- _Task brief_
Restate word for word the span of lines that opens with the line containing "handle.abort();" and closes with the last line of the material. Include both ends and nothing more.

*** Opening Data for this task ***

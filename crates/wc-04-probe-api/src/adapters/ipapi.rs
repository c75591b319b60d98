//! ipapi.co geolocation adapter.
//!
//! `GET <base>/<ip>/json/` answers a flat JSON object; an `error` field marks
//! a refused lookup even when the status is 200.

use crate::ports::{GeoProvider, GeoProviderError};
use async_trait::async_trait;
use reqwest::{Client, Url};
use serde_json::Value;
use shared_types::GeoInfo;
use std::time::Duration;
use tracing::debug;

/// [`GeoProvider`] backed by the ipapi.co JSON API (or anything that speaks
/// its format).
#[derive(Debug, Clone)]
pub struct IpApiProvider {
    client: Client,
    base_url: Url,
}

impl IpApiProvider {
    pub fn new(base_url: &str, timeout: Duration) -> Result<Self, GeoProviderError> {
        let base_url = Url::parse(base_url)
            .map_err(|e| GeoProviderError::Unreachable(format!("invalid base URL: {e}")))?;
        let client = Client::builder()
            .timeout(timeout)
            .build()
            .map_err(|e| GeoProviderError::Unreachable(e.to_string()))?;
        Ok(Self { client, base_url })
    }

    /// Lookup URL for `ip`. The address is one percent-encoded path segment.
    pub fn lookup_url(&self, ip: &str) -> Result<Url, GeoProviderError> {
        let mut url = self.base_url.clone();
        url.path_segments_mut()
            .map_err(|_| GeoProviderError::Unreachable("base URL cannot have a path".into()))?
            .pop_if_empty()
            .push(ip)
            .push("json")
            .push("");
        Ok(url)
    }
}

#[async_trait]
impl GeoProvider for IpApiProvider {
    async fn lookup(&self, ip: &str) -> Result<GeoInfo, GeoProviderError> {
        let url = self.lookup_url(ip)?;
        let response = self
            .client
            .get(url)
            .header(reqwest::header::CACHE_CONTROL, "no-store")
            .send()
            .await
            .map_err(|e| GeoProviderError::Unreachable(e.to_string()))?;

        let status = response.status();
        let data: Value = response
            .json()
            .await
            .map_err(|e| GeoProviderError::Malformed(e.to_string()))?;

        if !status.is_success() || data.get("error").is_some_and(is_set) {
            let reason = text(&data, "reason").unwrap_or_else(|| status.to_string());
            return Err(GeoProviderError::Rejected(reason));
        }

        debug!(ip, "Provider lookup succeeded");
        Ok(parse_geo(&data))
    }
}

/// Map the provider's field names onto [`GeoInfo`].
pub fn parse_geo(data: &Value) -> GeoInfo {
    GeoInfo {
        country: text(data, "country_name"),
        region: text(data, "region"),
        city: text(data, "city"),
        isp: text(data, "org")
            .or_else(|| text(data, "org_name"))
            .or_else(|| text(data, "asn")),
        country_code: text(data, "country"),
    }
}

fn is_set(value: &Value) -> bool {
    match value {
        Value::Null => false,
        Value::Bool(b) => *b,
        Value::String(s) => !s.is_empty(),
        _ => true,
    }
}

/// Non-empty string or number field as text.
fn text(data: &Value, key: &str) -> Option<String> {
    match data.get(key)? {
        Value::String(s) if !s.is_empty() => Some(s.clone()),
        Value::Number(n) => Some(n.to_string()),
        _ => None,
    }
}

#[cfg(test)]
mod tests {
    use super::*;
    use axum::extract::Path;
    use axum::http::StatusCode;
    use axum::routing::get;
    use axum::{Json, Router};
    use serde_json::json;
    use tokio::net::TcpListener;

    async fn serve(router: Router) -> String {
        let listener = TcpListener::bind("127.0.0.1:0").await.unwrap();
        let addr = listener.local_addr().unwrap();
        tokio::spawn(async move {
            axum::serve(listener, router).await.unwrap();
        });
        format!("http://{addr}")
    }

    #[test]
    fn test_isp_fallback_order() {
        let geo = parse_geo(&json!({"org_name": "Fallback Org", "asn": "AS64500"}));
        assert_eq!(geo.isp.as_deref(), Some("Fallback Org"));

        let geo = parse_geo(&json!({"org": "", "asn": "AS64500"}));
        assert_eq!(geo.isp.as_deref(), Some("AS64500"));

        let geo = parse_geo(&json!({}));
        assert_eq!(geo, GeoInfo::default());
    }

    #[test]
    fn test_lookup_url_encoding() {
        let provider = IpApiProvider::new("https://ipapi.co", Duration::from_secs(1)).unwrap();
        assert_eq!(
            provider.lookup_url("203.0.113.7").unwrap().as_str(),
            "https://ipapi.co/203.0.113.7/json/"
        );
        assert_eq!(
            provider.lookup_url("a/b c").unwrap().as_str(),
            "https://ipapi.co/a%2Fb%20c/json/"
        );
    }

    #[tokio::test]
    async fn test_lookup_maps_fields() {
        let router = Router::new().route(
            "/:ip/json/",
            get(|Path(ip): Path<String>| async move {
                assert_eq!(ip, "198.51.100.4");
                Json(json!({
                    "ip": ip,
                    "country_name": "Portugal",
                    "region": "Lisbon",
                    "city": "Lisbon",
                    "org": "Example ISP",
                    "country": "PT"
                }))
            }),
        );
        let base = serve(router).await;
        let provider = IpApiProvider::new(&base, Duration::from_secs(5)).unwrap();

        let geo = provider.lookup("198.51.100.4").await.unwrap();
        assert_eq!(geo.location_text(), "Portugal, Lisbon, Lisbon");
        assert_eq!(geo.isp.as_deref(), Some("Example ISP"));
        assert_eq!(geo.country_code.as_deref(), Some("PT"));
    }

    #[tokio::test]
    async fn test_error_payload_is_rejection() {
        let router = Router::new().route(
            "/:ip/json/",
            get(|| async { Json(json!({"error": true, "reason": "Reserved IP Address"})) }),
        );
        let base = serve(router).await;
        let provider = IpApiProvider::new(&base, Duration::from_secs(5)).unwrap();

        let err = provider.lookup("10.0.0.1").await.unwrap_err();
        assert_eq!(err, GeoProviderError::Rejected("Reserved IP Address".into()));
    }

    #[tokio::test]
    async fn test_non_json_answer_is_malformed() {
        let router = Router::new().route(
            "/:ip/json/",
            get(|| async { (StatusCode::TOO_MANY_REQUESTS, "slow down") }),
        );
        let base = serve(router).await;
        let provider = IpApiProvider::new(&base, Duration::from_secs(5)).unwrap();

        assert!(matches!(
            provider.lookup("203.0.113.7").await,
            Err(GeoProviderError::Malformed(_))
        ));
    }

    #[tokio::test]
    async fn test_unreachable_provider() {
        let listener = TcpListener::bind("127.0.0.1:0").await.unwrap();
        let addr = listener.local_addr().unwrap();
        drop(listener);
        let provider =
            IpApiProvider::new(&format!("http://{addr}"), Duration::from_secs(2)).unwrap();

        assert!(matches!(
            provider.lookup("203.0.113.7").await,
            Err(GeoProviderError::Unreachable(_))
        ));
    }
}
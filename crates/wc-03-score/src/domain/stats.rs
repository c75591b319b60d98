//! Summary statistics over one latency run.

/// Average, minimum and maximum of a sample run.
#[derive(Debug, Clone, Copy, PartialEq)]
pub struct LatencyStats {
    pub avg: f64,
    pub min: f64,
    pub max: f64,
    pub count: usize,
}

impl LatencyStats {
    /// `None` for an empty run.
    pub fn from_samples(samples: &[f64]) -> Option<Self> {
        if samples.is_empty() {
            return None;
        }

        let (min, max, sum) = samples.iter().fold(
            (f64::INFINITY, f64::NEG_INFINITY, 0.0),
            |(min, max, sum), &s| (min.min(s), max.max(s), sum + s),
        );
        // Rounding in the division can push a constant run a hair outside
        // its own bounds.
        let avg = (sum / samples.len() as f64).clamp(min, max);

        Some(Self {
            avg,
            min,
            max,
            count: samples.len(),
        })
    }
}

/// Arithmetic mean, `None` for an empty slice.
pub fn mean(samples: &[f64]) -> Option<f64> {
    if samples.is_empty() {
        None
    } else {
        Some(samples.iter().sum::<f64>() / samples.len() as f64)
    }
}
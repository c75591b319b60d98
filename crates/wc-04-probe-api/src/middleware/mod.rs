//! Middleware stack for the probe API.
//!
//! Layer order: Request → CORS → no-store header → Tracing/metrics → Timeout → Handler

pub mod cors;
pub mod metrics;
pub mod timeout;
pub mod tracing;

pub use cors::create_cors_layer;
pub use metrics::{MetricsSnapshot, ProbeMetrics};
pub use timeout::{timeout_for_path, TimeoutLayer};
pub use tracing::TracingLayer;
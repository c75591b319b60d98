//! `wc-server`: the probe API behind the wifi-check panel.

use anyhow::{Context, Result};
use clap::Parser;
use tracing::{error, info};
use wc_04_probe_api::ProbeApiService;
use wc_runtime::{load_config, Args};
use wc_telemetry::{init_telemetry, TelemetryConfig};

#[tokio::main]
async fn main() -> Result<()> {
    let args = Args::parse();
    let _telemetry = init_telemetry(TelemetryConfig::from_env()).context("initialising logging")?;

    let config = load_config(args.config.as_deref())?;
    let service = ProbeApiService::new(config).context("building probe API")?;
    info!(addr = %service.config().http_addr(), "Probe API configured");

    let shutdown = async {
        match tokio::signal::ctrl_c().await {
            Ok(()) => info!("Received shutdown signal"),
            Err(e) => error!(error = %e, "Cannot listen for Ctrl+C; shutting down"),
        }
    };

    service.run(shutdown).await.context("running probe API")?;
    Ok(())
}
//! Application state management.

use super::PanelSnapshot;

/// Application state.
#[derive(Debug, Clone, Copy, PartialEq, Eq, Default)]
pub enum AppState {
    /// Main dashboard view.
    #[default]
    Dashboard,
    /// About overlay.
    About,
    /// Quitting.
    Quit,
}

/// Main application model.
#[derive(Debug, Default)]
pub struct App {
    /// Current application state/view.
    pub state: AppState,
    /// Latest snapshot published by the runner.
    pub snapshot: PanelSnapshot,
    /// Throughput sampling is part of every run.
    pub throughput_enabled: bool,
    run_requested: bool,
}

impl App {
    pub fn new(snapshot: PanelSnapshot, throughput_enabled: bool) -> Self {
        Self {
            snapshot,
            throughput_enabled,
            ..Self::default()
        }
    }

    /// Handle keyboard input.
    pub fn handle_key(&mut self, key: char) {
        match self.state {
            AppState::Dashboard => self.handle_dashboard_key(key),
            AppState::About => {
                // Any key closes the overlay
                self.state = AppState::Dashboard;
            }
            AppState::Quit => {}
        }
    }

    fn handle_dashboard_key(&mut self, key: char) {
        match key {
            'q' | 'Q' => self.state = AppState::Quit,
            'a' | 'A' | '?' => self.state = AppState::About,
            'r' | 'R' if !self.snapshot.is_running() => self.run_requested = true,
            _ => {}
        }
    }

    /// Consume a pending run request.
    pub fn take_run_request(&mut self) -> bool {
        std::mem::take(&mut self.run_requested)
    }

    pub fn update_snapshot(&mut self, snapshot: PanelSnapshot) {
        self.snapshot = snapshot;
    }

    /// Check if the app should quit.
    pub fn should_quit(&self) -> bool {
        self.state == AppState::Quit
    }
}
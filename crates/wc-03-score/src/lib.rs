//! # WC-03 Score
//!
//! Pure aggregation of collected signals into a heuristic security score.
//!
//! ## Architecture
//!
//! - **Domain Layer** (`domain/`): no I/O
//!   - `ScoringPolicy`: penalties and thresholds, validated
//!   - `compute_score`: signals in, [`ScoreResult`](shared_types::ScoreResult) out
//!   - `LatencyStats`: average/min/max over a sample run
//!
//! ## Rules
//!
//! Start at 100 and subtract one penalty per risk factor:
//!
//! | Factor | Penalty |
//! |---|---|
//! | transport not secure | 40 |
//! | average latency above 800 ms | 20 |
//! | otherwise above 300 ms | 10 |
//! | any proxy header | 15 |
//! | discovered address absent from the client address header | 10 |
//!
//! The result is clamped to `0..=100` and banded at 80/60/40.
//!
//! ## Usage Example
//!
//! ```
//! use shared_types::{ScoreRequest, SeverityLevel};
//! use wc_03_score::compute_score;
//!
//! let result = compute_score(&ScoreRequest::default());
//! assert_eq!(result.score, 60);
//! assert_eq!(result.level, SeverityLevel::Ok);
//! ```

#![warn(clippy::all)]
#![deny(unsafe_code)]

pub mod domain;

pub use domain::policy::{PolicyError, ScoringPolicy};
pub use domain::scoring::compute_score;
pub use domain::stats::LatencyStats;
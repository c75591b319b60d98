//! # WC-04 Probe API
//!
//! The HTTP backend the signal collectors measure against.
//!
//! ## Routes
//!
//! | Route | Method | Purpose |
//! |---|---|---|
//! | `/api/check-headers` | GET | echo request headers (lowercased names) |
//! | `/api/latency` | GET | server clock, for round-trip timing |
//! | `/api/connection-speed/download` | GET | `size` zero bytes (default 2 MiB, max 20 MiB) |
//! | `/api/connection-speed/upload` | POST | count body bytes |
//! | `/api/geo-ip` | GET | location of `ip` via the geolocation provider |
//! | `/api/score` | POST | heuristic score of submitted signals |
//! | `/api/stun-log` | POST | acknowledge a discovery outcome |
//! | `/health` | GET | version, uptime and counters |
//!
//! Every response carries `cache-control: no-store`; errors are
//! `{"error": "..."}` with a non-2xx status.
//!
//! ## Architecture
//!
//! ```text
//! Request → CORS → no-store → Tracing/metrics → Timeout → Handler
//!                                                           │
//!                                     GeoProvider port ─────┘ (ipapi.co adapter)
//! ```
//!
//! ## Usage
//!
//! ```ignore
//! use wc_04_probe_api::{ProbeApiService, ServerConfig};
//!
//! let service = ProbeApiService::new(ServerConfig::default())?;
//! service.run(async { let _ = tokio::signal::ctrl_c().await; }).await?;
//! ```

#![warn(clippy::all)]
#![deny(unsafe_code)]

pub mod adapters;
pub mod domain;
pub mod handlers;
pub mod middleware;
pub mod ports;
pub mod router;
pub mod service;

pub use adapters::IpApiProvider;
pub use domain::config::{
    ConfigError, CorsConfig, GeoConfig, HttpConfig, LimitsConfig, ServerConfig, TimeoutConfig,
};
pub use domain::error::{ApiError, ApiResult, ProbeApiError};
pub use middleware::{MetricsSnapshot, ProbeMetrics};
pub use ports::{GeoProvider, GeoProviderError};
pub use router::{build_router, AppState};
pub use service::ProbeApiService;

/// Crate version
pub const VERSION: &str = env!("CARGO_PKG_VERSION");
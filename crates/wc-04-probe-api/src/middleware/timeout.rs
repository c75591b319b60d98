//! Timeout middleware.
//!
//! Applies per-route timeouts so a stuck handler answers 504 instead of
//! hanging the client.

use crate::domain::config::TimeoutConfig;
use crate::domain::error::ApiError;
use axum::body::Body;
use axum::http::Request;
use axum::response::{IntoResponse, Response};
use shared_types::paths;
use std::sync::Arc;
use std::task::{Context, Poll};
use std::time::Duration;
use tokio::time::timeout;
use tower::{Layer, Service};
use tracing::warn;

/// Timeout layer
#[derive(Clone)]
pub struct TimeoutLayer {
    config: Arc<TimeoutConfig>,
}

impl TimeoutLayer {
    pub fn new(config: TimeoutConfig) -> Self {
        Self {
            config: Arc::new(config),
        }
    }
}

impl<S> Layer<S> for TimeoutLayer {
    type Service = TimeoutService<S>;

    fn layer(&self, inner: S) -> Self::Service {
        TimeoutService {
            inner,
            config: Arc::clone(&self.config),
        }
    }
}

/// Timeout service
#[derive(Clone)]
pub struct TimeoutService<S> {
    inner: S,
    config: Arc<TimeoutConfig>,
}

impl<S> Service<Request<Body>> for TimeoutService<S>
where
    S: Service<Request<Body>, Response = Response> + Clone + Send + 'static,
    S::Future: Send,
{
    type Response = Response;
    type Error = S::Error;
    type Future = std::pin::Pin<
        Box<dyn std::future::Future<Output = Result<Self::Response, Self::Error>> + Send>,
    >;

    fn poll_ready(&mut self, cx: &mut Context<'_>) -> Poll<Result<(), Self::Error>> {
        self.inner.poll_ready(cx)
    }

    fn call(&mut self, req: Request<Body>) -> Self::Future {
        let limit = timeout_for_path(req.uri().path(), &self.config);
        // Take the instance that was driven ready; leave a fresh clone behind.
        let clone = self.inner.clone();
        let mut inner = std::mem::replace(&mut self.inner, clone);

        Box::pin(async move {
            match timeout(limit, inner.call(req)).await {
                Ok(result) => result,
                Err(_) => {
                    warn!(timeout_ms = limit.as_millis() as u64, "Request timed out");
                    Ok(ApiError::timeout(limit).into_response())
                }
            }
        })
    }
}

/// Transfer probes get the transfer timeout, the address lookup the
/// upstream timeout, everything else the default.
pub fn timeout_for_path(path: &str, config: &TimeoutConfig) -> Duration {
    match path {
        paths::DOWNLOAD | paths::UPLOAD => config.transfer,
        paths::GEO_IP => config.upstream,
        _ => config.default,
    }
}
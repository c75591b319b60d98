//! # Address Discovery Service
//!
//! Wires the candidate domain to a [`PeerConnector`]. One call runs one
//! bounded negotiation:
//!
//! ```text
//! is_available? ──no──► Unsupported
//!      │
//!    open ─► data channel ─► offer ──err──► OfferFailed
//!                              │
//!                  candidate events ──► CandidateSet
//!                              │
//!          end-of-candidates | timeout ─► close ─► first srflx address
//! ```

use crate::domain::{CandidateSet, DiscoveryConfig, DiscoveryError, ReflexiveAddress};
use crate::ports::{AddressDiscoveryApi, CandidateEvent, PeerConnector, PeerSession};
use async_trait::async_trait;
use std::sync::Arc;
use tokio::sync::mpsc;
use tokio::task::JoinHandle;
use tokio::time::{timeout_at, Instant};
use tracing::{debug, info, instrument};

/// Reflexive-address discovery over an injected connector.
#[derive(Clone)]
pub struct AddressDiscovery {
    connector: Arc<dyn PeerConnector>,
    config: DiscoveryConfig,
}

impl std::fmt::Debug for AddressDiscovery {
    fn fmt(&self, f: &mut std::fmt::Formatter<'_>) -> std::fmt::Result {
        f.debug_struct("AddressDiscovery")
            .field("config", &self.config)
            .finish_non_exhaustive()
    }
}

impl AddressDiscovery {
    pub fn new(connector: Arc<dyn PeerConnector>, config: DiscoveryConfig) -> Self {
        Self { connector, config }
    }

    /// Discovery through the native STUN connector.
    #[cfg(feature = "network")]
    pub fn stun(config: DiscoveryConfig) -> Self {
        Self::new(Arc::new(crate::adapters::StunPeerConnector::new()), config)
    }

    pub fn config(&self) -> &DiscoveryConfig {
        &self.config
    }

    /// Run one discovery to completion.
    #[instrument(name = "address_discovery", skip(self), fields(server = %self.config.server))]
    pub async fn discover(&self) -> Result<ReflexiveAddress, DiscoveryError> {
        if !self.connector.is_available() {
            info!("Peer negotiation unavailable");
            return Err(DiscoveryError::Unsupported);
        }

        let deadline = Instant::now() + self.config.timeout;
        let mut session = match timeout_at(deadline, self.connector.open(&self.config)).await {
            Ok(opened) => opened.map_err(|e| DiscoveryError::OfferFailed(e.to_string()))?,
            Err(_) => {
                info!("Timed out opening peer session");
                return Err(DiscoveryError::BlockedOrUnavailable);
            }
        };

        let gathered = self.negotiate(session.as_mut(), deadline).await;
        session.close();

        let candidates = gathered?;
        match candidates.first() {
            Some(address) => {
                debug!(address, retained = candidates.len(), "Reflexive address found");
                Ok(ReflexiveAddress::new(address))
            }
            None => {
                info!("No reflexive candidate gathered");
                Err(DiscoveryError::BlockedOrUnavailable)
            }
        }
    }

    /// Start a discovery in the background.
    pub fn spawn(&self) -> DiscoveryHandle {
        let this = self.clone();
        DiscoveryHandle {
            task: tokio::spawn(async move { this.discover().await }),
        }
    }

    async fn negotiate(
        &self,
        session: &mut dyn PeerSession,
        deadline: Instant,
    ) -> Result<CandidateSet, DiscoveryError> {
        session
            .create_data_channel(&self.config.data_channel_label)
            .map_err(|e| DiscoveryError::OfferFailed(e.to_string()))?;

        let mut events = match timeout_at(deadline, session.create_offer()).await {
            Ok(Ok(events)) => events,
            Ok(Err(e)) => {
                debug!(error = %e, "Offer creation failed");
                return Err(DiscoveryError::OfferFailed(e.to_string()));
            }
            Err(_) => {
                debug!("Timed out creating offer");
                return Ok(CandidateSet::new());
            }
        };

        let mut candidates = CandidateSet::new();
        if timeout_at(deadline, collect(&mut events, &mut candidates))
            .await
            .is_err()
        {
            debug!(retained = candidates.len(), "Candidate gathering timed out");
        }
        Ok(candidates)
    }
}

/// Fold events into the set until gathering completes.
async fn collect(events: &mut mpsc::Receiver<CandidateEvent>, candidates: &mut CandidateSet) {
    while let Some(event) = events.recv().await {
        match event {
            CandidateEvent::Candidate(line) if line.is_empty() => break,
            CandidateEvent::Candidate(line) => {
                if candidates.observe(&line) {
                    debug!(candidate = %line, "Retained reflexive candidate");
                }
            }
            CandidateEvent::EndOfCandidates => break,
        }
    }
}

#[async_trait]
impl AddressDiscoveryApi for AddressDiscovery {
    async fn discover(&self) -> Result<ReflexiveAddress, DiscoveryError> {
        AddressDiscovery::discover(self).await
    }
}

/// A discovery running in the background.
#[derive(Debug)]
pub struct DiscoveryHandle {
    task: JoinHandle<Result<ReflexiveAddress, DiscoveryError>>,
}

impl DiscoveryHandle {
    /// Await the result. An aborted discovery yields
    /// [`DiscoveryError::Cancelled`].
    pub async fn wait(self) -> Result<ReflexiveAddress, DiscoveryError> {
        match self.task.await {
            Ok(result) => result,
            Err(e) if e.is_cancelled() => Err(DiscoveryError::Cancelled),
            Err(e) => Err(DiscoveryError::OfferFailed(e.to_string())),
        }
    }

    /// Cancel the discovery; its session is dropped and released.
    pub fn abort(&self) {
        self.task.abort();
    }
}

#[cfg(test)]
mod tests {
    use super::*;
    use crate::testing::ScriptedConnector;
    use std::time::Duration;

    const SRFLX_A: &str = "candidate:2 1 udp 1694498815 203.0.113.7 40000 typ srflx raddr 10.0.0.2 rport 40000";
    const SRFLX_B: &str = "candidate:3 1 udp 1694498815 198.51.100.2 40001 typ srflx raddr 10.0.0.3 rport 40001";
    const HOST: &str = "candidate:1 1 udp 2130706431 10.0.0.2 40000 typ host";

    fn discovery(connector: &ScriptedConnector) -> AddressDiscovery {
        AddressDiscovery::new(Arc::new(connector.clone()), DiscoveryConfig::default())
    }

    #[tokio::test]
    async fn test_unsupported_skips_negotiation() {
        let connector = ScriptedConnector::unavailable();
        let result = discovery(&connector).discover().await;
        assert_eq!(result, Err(DiscoveryError::Unsupported));
        assert_eq!(connector.sessions_opened(), 0);
    }

    #[tokio::test]
    async fn test_first_srflx_wins() {
        let connector = ScriptedConnector::new()
            .with_candidates([HOST, SRFLX_A, SRFLX_B])
            .with_event(CandidateEvent::EndOfCandidates);
        let address = discovery(&connector).discover().await.unwrap();
        assert_eq!(address.as_str(), "203.0.113.7");
        assert_eq!(connector.sessions_closed(), 1);
    }

    #[tokio::test]
    async fn test_host_only_is_blocked() {
        let connector = ScriptedConnector::new()
            .with_candidates([HOST])
            .with_event(CandidateEvent::EndOfCandidates);
        assert_eq!(
            discovery(&connector).discover().await,
            Err(DiscoveryError::BlockedOrUnavailable)
        );
        assert_eq!(connector.sessions_closed(), 1);
    }

    #[tokio::test]
    async fn test_empty_candidate_ends_gathering() {
        let connector = ScriptedConnector::new()
            .with_candidates([HOST, "", SRFLX_A])
            .holding_open();
        assert_eq!(
            discovery(&connector).discover().await,
            Err(DiscoveryError::BlockedOrUnavailable)
        );
    }

    #[tokio::test]
    async fn test_offer_failure_is_terminal() {
        let connector = ScriptedConnector::new()
            .with_candidates([SRFLX_A])
            .with_offer_error("no codecs");
        let result = discovery(&connector).discover().await;
        assert!(matches!(result, Err(DiscoveryError::OfferFailed(ref r)) if r.contains("no codecs")));
        assert_eq!(connector.sessions_closed(), 1);
    }

    #[tokio::test]
    async fn test_open_failure_reported_as_offer_failure() {
        let connector = ScriptedConnector::new().with_open_error("bind denied");
        let result = discovery(&connector).discover().await;
        assert!(matches!(result, Err(DiscoveryError::OfferFailed(_))));
    }

    #[tokio::test(start_paused = true)]
    async fn test_resolves_at_timeout_without_events() {
        let connector = ScriptedConnector::new().holding_open();
        let started = Instant::now();
        let result = discovery(&connector).discover().await;
        assert_eq!(result, Err(DiscoveryError::BlockedOrUnavailable));
        let elapsed = started.elapsed();
        assert!(elapsed >= Duration::from_secs(7) && elapsed < Duration::from_secs(8));
        assert_eq!(connector.sessions_closed(), 1);
    }

    #[tokio::test(start_paused = true)]
    async fn test_stalled_open_resolves_at_timeout() {
        let connector = ScriptedConnector::new()
            .with_candidates([SRFLX_A])
            .with_open_delay(Duration::from_secs(60));
        let started = Instant::now();
        let result = discovery(&connector).discover().await;
        assert_eq!(result, Err(DiscoveryError::BlockedOrUnavailable));
        let elapsed = started.elapsed();
        assert!(elapsed >= Duration::from_secs(7) && elapsed < Duration::from_secs(8));
        assert_eq!(connector.sessions_opened(), 0);
    }

    #[tokio::test(start_paused = true)]
    async fn test_timeout_keeps_already_retained_address() {
        let connector = ScriptedConnector::new()
            .with_candidates([SRFLX_B])
            .holding_open();
        let address = discovery(&connector).discover().await.unwrap();
        assert_eq!(address.as_str(), "198.51.100.2");
    }

    #[tokio::test(start_paused = true)]
    async fn test_abort_cancels_handle() {
        let connector = ScriptedConnector::new().holding_open();
        let handle = discovery(&connector).spawn();
        tokio::task::yield_now().await;
        handle.abort();
        assert_eq!(handle.wait().await, Err(DiscoveryError::Cancelled));
    }

    #[tokio::test]
    async fn test_spawned_discovery_resolves() {
        let connector = ScriptedConnector::new()
            .with_candidates([SRFLX_A])
            .with_event(CandidateEvent::EndOfCandidates);
        let handle = discovery(&connector).spawn();
        assert_eq!(handle.wait().await.unwrap().as_str(), "203.0.113.7");
    }

    #[cfg(feature = "network")]
    #[tokio::test]
    async fn test_stun_discovery_against_loopback_responder() {
        let responder = crate::testing::StunResponder::spawn().await.unwrap();
        let connector = crate::adapters::StunPeerConnector::new()
            .with_bind_addr("127.0.0.1:0".parse().unwrap());
        let config = DiscoveryConfig::default()
            .with_server(responder.server())
            .with_initial_rto(Duration::from_millis(100));
        let discovery = AddressDiscovery::new(Arc::new(connector), config);

        let address = discovery.discover().await.unwrap();
        assert_eq!(address.as_str(), "127.0.0.1");
    }
}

*** Closing Data for this task ***

- _Completed task_
        handle.abort();
        assert_eq!(handle.wait().await, Err(DiscoveryError::Cancelled));
    }

    #[tokio::test]
    async fn test_spawned_discovery_resolves() {
        let connector = ScriptedConnector::new()
            .with_candidates([SRFLX_A])
            .with_event(CandidateEvent::EndOfCandidates);
        let handle = discovery(&connector).spawn();
        assert_eq!(handle.wait().await.unwrap().as_str(), "203.0.113.7");
    }

    #[cfg(feature = "network")]
    #[tokio::test]
    async fn test_stun_discovery_against_loopback_responder() {
        let responder = crate::testing::StunResponder::spawn().await.unwrap();
        let connector = crate::adapters::StunPeerConnector::new()
            .with_bind_addr("127.0.0.1:0".parse().unwrap());
        let config = DiscoveryConfig::default()
            .with_server(responder.server())
            .with_initial_rto(Duration::from_millis(100));
        let discovery = AddressDiscovery::new(Arc::new(connector), config);

        let address = discovery.discover().await.unwrap();
        assert_eq!(address.as_str(), "127.0.0.1");
    }
}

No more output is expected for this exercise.